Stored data
○ ○ ○ ○ ○

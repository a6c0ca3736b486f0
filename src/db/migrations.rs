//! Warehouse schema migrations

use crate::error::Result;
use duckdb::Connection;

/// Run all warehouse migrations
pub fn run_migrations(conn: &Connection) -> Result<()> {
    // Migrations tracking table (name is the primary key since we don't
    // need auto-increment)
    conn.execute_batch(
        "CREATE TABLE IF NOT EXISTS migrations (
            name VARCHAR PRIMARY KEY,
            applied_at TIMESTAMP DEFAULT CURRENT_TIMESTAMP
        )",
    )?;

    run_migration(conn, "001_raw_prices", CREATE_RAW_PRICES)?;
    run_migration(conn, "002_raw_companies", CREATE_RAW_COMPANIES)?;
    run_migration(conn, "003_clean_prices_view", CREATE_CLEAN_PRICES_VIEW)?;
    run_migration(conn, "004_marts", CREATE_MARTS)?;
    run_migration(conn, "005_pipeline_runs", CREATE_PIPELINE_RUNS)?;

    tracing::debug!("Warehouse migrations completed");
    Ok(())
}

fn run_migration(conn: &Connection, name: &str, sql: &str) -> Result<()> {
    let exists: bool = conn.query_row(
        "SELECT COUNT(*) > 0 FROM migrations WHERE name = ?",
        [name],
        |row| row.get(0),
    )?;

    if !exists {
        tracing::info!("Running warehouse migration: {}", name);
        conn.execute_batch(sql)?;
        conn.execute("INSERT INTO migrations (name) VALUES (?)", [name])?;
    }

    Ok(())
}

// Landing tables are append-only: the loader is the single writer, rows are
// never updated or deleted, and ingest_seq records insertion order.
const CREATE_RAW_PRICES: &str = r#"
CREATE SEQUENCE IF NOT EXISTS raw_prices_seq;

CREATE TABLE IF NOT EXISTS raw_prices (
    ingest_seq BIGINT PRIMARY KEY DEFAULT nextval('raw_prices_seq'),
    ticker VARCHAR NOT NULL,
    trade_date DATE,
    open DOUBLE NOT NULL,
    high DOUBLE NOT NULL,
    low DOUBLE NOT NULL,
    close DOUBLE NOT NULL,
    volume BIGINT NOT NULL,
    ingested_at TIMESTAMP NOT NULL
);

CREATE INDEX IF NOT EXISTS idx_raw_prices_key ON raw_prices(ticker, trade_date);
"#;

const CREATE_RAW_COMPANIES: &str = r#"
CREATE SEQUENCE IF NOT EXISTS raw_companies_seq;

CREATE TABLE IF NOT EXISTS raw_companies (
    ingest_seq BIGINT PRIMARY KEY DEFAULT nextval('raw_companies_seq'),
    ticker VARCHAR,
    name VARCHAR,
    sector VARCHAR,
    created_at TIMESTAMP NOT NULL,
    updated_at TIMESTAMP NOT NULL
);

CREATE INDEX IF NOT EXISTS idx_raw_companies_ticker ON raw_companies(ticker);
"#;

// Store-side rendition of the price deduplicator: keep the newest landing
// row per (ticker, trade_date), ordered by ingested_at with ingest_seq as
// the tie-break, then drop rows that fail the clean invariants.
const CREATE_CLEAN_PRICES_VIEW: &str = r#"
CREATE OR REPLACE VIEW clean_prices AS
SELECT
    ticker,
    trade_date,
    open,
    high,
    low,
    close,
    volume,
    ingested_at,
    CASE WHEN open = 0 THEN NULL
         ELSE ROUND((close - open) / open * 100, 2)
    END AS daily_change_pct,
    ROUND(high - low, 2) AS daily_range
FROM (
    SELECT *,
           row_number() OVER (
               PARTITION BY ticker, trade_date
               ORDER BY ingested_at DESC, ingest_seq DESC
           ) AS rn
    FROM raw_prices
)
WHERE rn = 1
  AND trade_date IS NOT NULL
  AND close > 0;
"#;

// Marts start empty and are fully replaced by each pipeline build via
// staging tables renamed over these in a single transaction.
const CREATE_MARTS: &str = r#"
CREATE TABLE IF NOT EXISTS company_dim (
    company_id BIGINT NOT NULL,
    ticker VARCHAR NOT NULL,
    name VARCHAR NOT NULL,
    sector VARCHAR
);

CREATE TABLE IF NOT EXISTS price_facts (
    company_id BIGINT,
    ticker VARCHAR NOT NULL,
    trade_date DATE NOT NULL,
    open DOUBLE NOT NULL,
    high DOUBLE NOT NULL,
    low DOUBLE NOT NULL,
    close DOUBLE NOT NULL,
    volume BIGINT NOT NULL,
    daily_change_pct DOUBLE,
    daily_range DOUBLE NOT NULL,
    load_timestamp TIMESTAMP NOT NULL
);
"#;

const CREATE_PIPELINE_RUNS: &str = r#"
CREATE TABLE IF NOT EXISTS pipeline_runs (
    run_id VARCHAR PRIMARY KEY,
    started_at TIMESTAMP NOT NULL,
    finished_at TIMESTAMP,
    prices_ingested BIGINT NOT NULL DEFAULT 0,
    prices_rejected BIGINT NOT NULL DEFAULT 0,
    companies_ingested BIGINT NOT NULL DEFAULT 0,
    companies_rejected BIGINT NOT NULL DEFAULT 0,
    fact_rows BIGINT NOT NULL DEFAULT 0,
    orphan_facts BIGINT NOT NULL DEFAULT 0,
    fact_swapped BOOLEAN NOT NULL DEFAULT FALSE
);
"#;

○ ○ ○ ○ ○

TASK REQUIREMENTS
All of the data above should be written out again word for word.

EXPECTED OUTPUT
repository a6c0ca3736b486f0
filename src/db/migrations.rs
//! Warehouse schema migrations

use crate::error::Result;
use duckdb::Connection;

/// Run all warehouse migrations
pub fn run_migrations(conn: &Connection) -> Result<()> {
    // Migrations tracking table (name is the primary key since we don't
    // need auto-increment)
    conn.execute_batch(
        "CREATE TABLE IF NOT EXISTS migrations (
            name VARCHAR PRIMARY KEY,
            applied_at TIMESTAMP DEFAULT CURRENT_TIMESTAMP
        )",
    )?;

    run_migration(conn, "001_raw_prices", CREATE_RAW_PRICES)?;
    run_migration(conn, "002_raw_companies", CREATE_RAW_COMPANIES)?;
    run_migration(conn, "003_clean_prices_view", CREATE_CLEAN_PRICES_VIEW)?;
    run_migration(conn, "004_marts", CREATE_MARTS)?;
    run_migration(conn, "005_pipeline_runs", CREATE_PIPELINE_RUNS)?;

    tracing::debug!("Warehouse migrations completed");
    Ok(())
}

fn run_migration(conn: &Connection, name: &str, sql: &str) -> Result<()> {
    let exists: bool = conn.query_row(
        "SELECT COUNT(*) > 0 FROM migrations WHERE name = ?",
        [name],
        |row| row.get(0),
    )?;

    if !exists {
        tracing::info!("Running warehouse migration: {}", name);
        conn.execute_batch(sql)?;
        conn.execute("INSERT INTO migrations (name) VALUES (?)", [name])?;
    }

    Ok(())
}

// Landing tables are append-only: the loader is the single writer, rows are
// never updated or deleted, and ingest_seq records insertion order.
const CREATE_RAW_PRICES: &str = r#"
CREATE SEQUENCE IF NOT EXISTS raw_prices_seq;

CREATE TABLE IF NOT EXISTS raw_prices (
    ingest_seq BIGINT PRIMARY KEY DEFAULT nextval('raw_prices_seq'),
    ticker VARCHAR NOT NULL,
    trade_date DATE,
    open DOUBLE NOT NULL,
    high DOUBLE NOT NULL,
    low DOUBLE NOT NULL,
    close DOUBLE NOT NULL,
    volume BIGINT NOT NULL,
    ingested_at TIMESTAMP NOT NULL
);

CREATE INDEX IF NOT EXISTS idx_raw_prices_key ON raw_prices(ticker, trade_date);
"#;

const CREATE_RAW_COMPANIES: &str = r#"
CREATE SEQUENCE IF NOT EXISTS raw_companies_seq;

CREATE TABLE IF NOT EXISTS raw_companies (
    ingest_seq BIGINT PRIMARY KEY DEFAULT nextval('raw_companies_seq'),
    ticker VARCHAR,
    name VARCHAR,
    sector VARCHAR,
    created_at TIMESTAMP NOT NULL,
    updated_at TIMESTAMP NOT NULL
);

CREATE INDEX IF NOT EXISTS idx_raw_companies_ticker ON raw_companies(ticker);
"#;

// Store-side rendition of the price deduplicator: keep the newest landing
// row per (ticker, trade_date), ordered by ingested_at with ingest_seq as
// the tie-break, then drop rows that fail the clean invariants.
const CREATE_CLEAN_PRICES_VIEW: &str = r#"
CREATE OR REPLACE VIEW clean_prices AS
SELECT
    ticker,
    trade_date,
    open,
    high,
    low,
    close,
    volume,
    ingested_at,
    CASE WHEN open = 0 THEN NULL
         ELSE ROUND((close - open) / open * 100, 2)
    END AS daily_change_pct,
    ROUND(high - low, 2) AS daily_range
FROM (
    SELECT *,
           row_number() OVER (
               PARTITION BY ticker, trade_date
               ORDER BY ingested_at DESC, ingest_seq DESC
           ) AS rn
    FROM raw_prices
)
WHERE rn = 1
  AND trade_date IS NOT NULL
  AND close > 0;
"#;

// Marts start empty and are fully replaced by each pipeline build via
// staging tables renamed over these in a single transaction.
const CREATE_MARTS: &str = r#"
CREATE TABLE IF NOT EXISTS company_dim (
    company_id BIGINT NOT NULL,
    ticker VARCHAR NOT NULL,
    name VARCHAR NOT NULL,
    sector VARCHAR
);

CREATE TABLE IF NOT EXISTS price_facts (
    company_id BIGINT,
    ticker VARCHAR NOT NULL,
    trade_date DATE NOT NULL,
    open DOUBLE NOT NULL,
    high DOUBLE NOT NULL,
    low DOUBLE NOT NULL,
    close DOUBLE NOT NULL,
    volume BIGINT NOT NULL,
    daily_change_pct DOUBLE,
    daily_range DOUBLE NOT NULL,
    load_timestamp TIMESTAMP NOT NULL
);
"#;

const CREATE_PIPELINE_RUNS: &str = r#"
CREATE TABLE IF NOT EXISTS pipeline_runs (
    run_id VARCHAR PRIMARY KEY,
    started_at TIMESTAMP NOT NULL,
    finished_at TIMESTAMP,
    prices_ingested BIGINT NOT NULL DEFAULT 0,
    prices_rejected BIGINT NOT NULL DEFAULT 0,
    companies_ingested BIGINT NOT NULL DEFAULT 0,
    companies_rejected BIGINT NOT NULL DEFAULT 0,
    fact_rows BIGINT NOT NULL DEFAULT 0,
    orphan_facts BIGINT NOT NULL DEFAULT 0,
    fact_swapped BOOLEAN NOT NULL DEFAULT FALSE
);
"#;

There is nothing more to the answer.